Memória, rebeldia e esperança dos pobres do campo

     Animados e animadas por esse lema, os agentes da CPT de todo o país, trabalhadores, trabalhadoras, quilombolas, indígenas, povos do campo, das águas e das florestas, irão se encontrar de 12 a 17 de julho de 2015, na cidade de Porto Velho, em Rondônia, para o IV Congresso Nacional da Comissão Pastoral da Terra (CPT).

    A CPT surgiu em 1975, fruto da indignação de pessoas ligadas à igreja, diante da violação dos direitos de povos indígenas e de comunidades de posseiros que tinham seus territórios invadidos por grandes empresas que se estabeleciam na Amazônia, com o apoio e estímulo dos governos militares, que concediam a elas fartos incentivos fiscais para ali se estabelecerem. E se estabeleciam com a exploração do trabalho de milhares de trabalhadores de outras regiões, que foram submetidos a condições semelhantes à de escravos.

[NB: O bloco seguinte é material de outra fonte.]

//! Tests run against candidate images

use crate::images::{DEPLOY_SOURCEGRAPH_DOCKER_IMAGES, candidate_image_step_key, dev_image};
use crate::operations::Operation;
use crate::settings::Registries;
use pipegen_buildkite::{AnnotatedCmdOpts, PipelineBuilder, SlackStepNotify, StepOpt};

const BASE_URL: &str = "http://127.0.0.1:7080";
const VIDEO_ARTIFACTS: [&str; 3] = ["./*.png", "./*.mp4", "./*.log"];

/// Env shared by every test that drives a running instance
fn instance_env(candidate_tag: &str) -> Vec<StepOpt> {
    vec![
        StepOpt::env("CANDIDATE_VERSION", candidate_tag),
        StepOpt::env("SOURCEGRAPH_BASE_URL", BASE_URL),
        StepOpt::env("SOURCEGRAPH_SUDO_USER", "admin"),
        StepOpt::env("TEST_USER_EMAIL", "test@sourcegraph.com"),
        StepOpt::env("TEST_USER_PASSWORD", "supersecurepassword"),
    ]
}

/// Backend integration tests against the server candidate
#[derive(Debug, Clone)]
pub struct BackendIntegrationTests {
    image: String,
}

impl BackendIntegrationTests {
    /// Test the server image tagged `candidate_tag`
    #[must_use]
    pub fn new(candidate_tag: &str, registries: &Registries) -> Self {
        Self {
            image: dev_image(registries, "server", candidate_tag),
        }
    }
}

impl Operation for BackendIntegrationTests {
    fn name(&self) -> String {
        "backend integration tests".to_string()
    }

    fn apply(&self, pipeline: &mut PipelineBuilder) {
        pipeline.add_step(
            ":chains: Backend integration tests",
            [
                StepOpt::depends_on(candidate_image_step_key("server")),
                StepOpt::env("IMAGE", &self.image),
                StepOpt::cmd("dev/ci/integration/backend/run.sh"),
                StepOpt::artifact_paths(["./*.log"]),
            ],
        );
    }
}

/// Code intelligence QA; flaky, so it only notifies its owners
#[derive(Debug, Clone)]
pub struct CodeIntelQa {
    /// Candidate image tag under test
    pub candidate_tag: String,
}

impl Operation for CodeIntelQa {
    fn name(&self) -> String {
        "code intel QA".to_string()
    }

    fn apply(&self, pipeline: &mut PipelineBuilder) {
        let mut opts = vec![
            StepOpt::SlackStepNotify(SlackStepNotify {
                message: ":alert: Code Intel QA flake detected".to_string(),
                channel_name: "code-intel-buildkite".to_string(),
                only_on_failure: true,
            }),
            StepOpt::depends_on(candidate_image_step_key("server")),
        ];
        opts.extend(instance_env(&self.candidate_tag));
        opts.extend([
            StepOpt::cmd("dev/ci/integration/code-intel/run.sh"),
            StepOpt::artifact_paths(["./*.log"]),
            StepOpt::SoftFail(vec![1]),
        ]);
        pipeline.add_step(":docker::brain: Code Intel QA", opts);
    }
}

/// Browser end-to-end tests against the server candidate
#[derive(Debug, Clone)]
pub struct ServerE2e {
    /// Candidate image tag under test
    pub candidate_tag: String,
}

impl Operation for ServerE2e {
    fn name(&self) -> String {
        "server e2e".to_string()
    }

    fn apply(&self, pipeline: &mut PipelineBuilder) {
        let mut opts = vec![
            StepOpt::depends_on(candidate_image_step_key("server")),
            StepOpt::env("DISPLAY", ":99"),
            StepOpt::env("INCLUDE_ADMIN_ONBOARDING", "false"),
        ];
        opts.extend(instance_env(&self.candidate_tag));
        opts.extend([
            StepOpt::annotated_cmd("dev/ci/integration/e2e/run.sh", AnnotatedCmdOpts::annotations()),
            StepOpt::artifact_paths(VIDEO_ARTIFACTS),
        ]);
        pipeline.add_step(":chromium: Sourcegraph E2E", opts);
    }
}

/// QA suite against the server candidate
#[derive(Debug, Clone)]
pub struct ServerQa {
    /// Candidate image tag under test
    pub candidate_tag: String,
}

impl Operation for ServerQa {
    fn name(&self) -> String {
        "server QA".to_string()
    }

    fn apply(&self, pipeline: &mut PipelineBuilder) {
        let mut opts = vec![
            StepOpt::depends_on(candidate_image_step_key("server")),
            StepOpt::env("DISPLAY", ":99"),
            StepOpt::env("LOG_STATUS_MESSAGES", "true"),
            StepOpt::env("NO_CLEANUP", "false"),
            StepOpt::env("INCLUDE_ADMIN_ONBOARDING", "false"),
        ];
        opts.extend(instance_env(&self.candidate_tag));
        opts.extend([
            StepOpt::annotated_cmd("dev/ci/integration/qa/run.sh", AnnotatedCmdOpts::annotations()),
            StepOpt::artifact_paths(VIDEO_ARTIFACTS),
        ]);
        pipeline.add_step(":docker::chromium: Sourcegraph QA", opts);
    }
}

/// Upgrade from the oldest supported release to the server candidate
#[derive(Debug, Clone)]
pub struct UpgradeTest {
    /// Candidate image tag under test
    pub candidate_tag: String,
    /// Release the upgrade starts from
    pub minimum_upgradeable_version: String,
}

impl Operation for UpgradeTest {
    fn name(&self) -> String {
        "upgrade test".to_string()
    }

    fn apply(&self, pipeline: &mut PipelineBuilder) {
        let mut opts = vec![
            StepOpt::depends_on(candidate_image_step_key("server")),
            StepOpt::env("MINIMUM_UPGRADEABLE_VERSION", &self.minimum_upgradeable_version),
            StepOpt::env("DISPLAY", ":99"),
            StepOpt::env("LOG_STATUS_MESSAGES", "true"),
            StepOpt::env("NO_CLEANUP", "false"),
            StepOpt::env("INCLUDE_ADMIN_ONBOARDING", "false"),
        ];
        opts.extend(instance_env(&self.candidate_tag));
        opts.extend([
            StepOpt::cmd("dev/ci/integration/upgrade/run.sh"),
            StepOpt::artifact_paths(VIDEO_ARTIFACTS),
        ]);
        pipeline.add_step(":docker::arrow_double_up: Sourcegraph Upgrade", opts);
    }
}

/// QA of a cluster deployment built from every deployed candidate
#[derive(Debug, Clone)]
pub struct ClusterQa {
    /// Candidate image tag under test
    pub candidate_tag: String,
}

impl Operation for ClusterQa {
    fn name(&self) -> String {
        "cluster QA".to_string()
    }

    fn apply(&self, pipeline: &mut PipelineBuilder) {
        let mut opts = vec![
            StepOpt::DependsOn(
                DEPLOY_SOURCEGRAPH_DOCKER_IMAGES
                    .iter()
                    .map(|app| candidate_image_step_key(app))
                    .collect(),
            ),
            StepOpt::env(
                "DOCKER_CLUSTER_IMAGES_TXT",
                DEPLOY_SOURCEGRAPH_DOCKER_IMAGES.join("\n"),
            ),
            StepOpt::env("NO_CLEANUP", "false"),
            StepOpt::env("INCLUDE_ADMIN_ONBOARDING", "false"),
        ];
        opts.extend(instance_env(&self.candidate_tag));
        opts.extend([
            StepOpt::cmd("./dev/ci/integration/cluster/run.sh"),
            StepOpt::artifact_paths(VIDEO_ARTIFACTS),
        ]);
        pipeline.add_step(":k8s: Sourcegraph Cluster (deploy-sourcegraph) QA", opts);
    }
}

Hoje a situação dos homens e mulheres do campo não é melhor do que naquele tempo. Vive-se um período em que poucas luzes se descortinam no horizonte. Mas, a determinação e a garra permanecem. Por isso foi escolhido como tema/lema do IV Congresso da CPT: FAZ ESCURO, MAS EU CANTO, Memória, Rebeldia e Esperança dos pobres do campo.

Os Congressos da CPT

A decisão de realizar Congressos foi tomada na assembleia geral da CPT em 1999, no bojo de um processo de avaliação da Pastoral.  Nesta oportunidade estabeleceu-se que os Congressos deveriam definir os grandes eixos da ação da CPT e que a maior parte dos participantes seria de trabalhadores. Os congressos se tornaram o espaço privilegiado para a CPT ouvir os trabalhadores, suas angústias, a pressão que sofrem e também suas conquistas. Ouvir deles também o que pensam da própria CPT, o que dela esperam. Já se realizaram três Congressos. O primeiro em Bom Jesus da Lapa, Bahia, em 2001, o segundo, em 2005, na Cidade de Goiás e o terceiro, em Montes Claros, Minas Gerais, em 2010.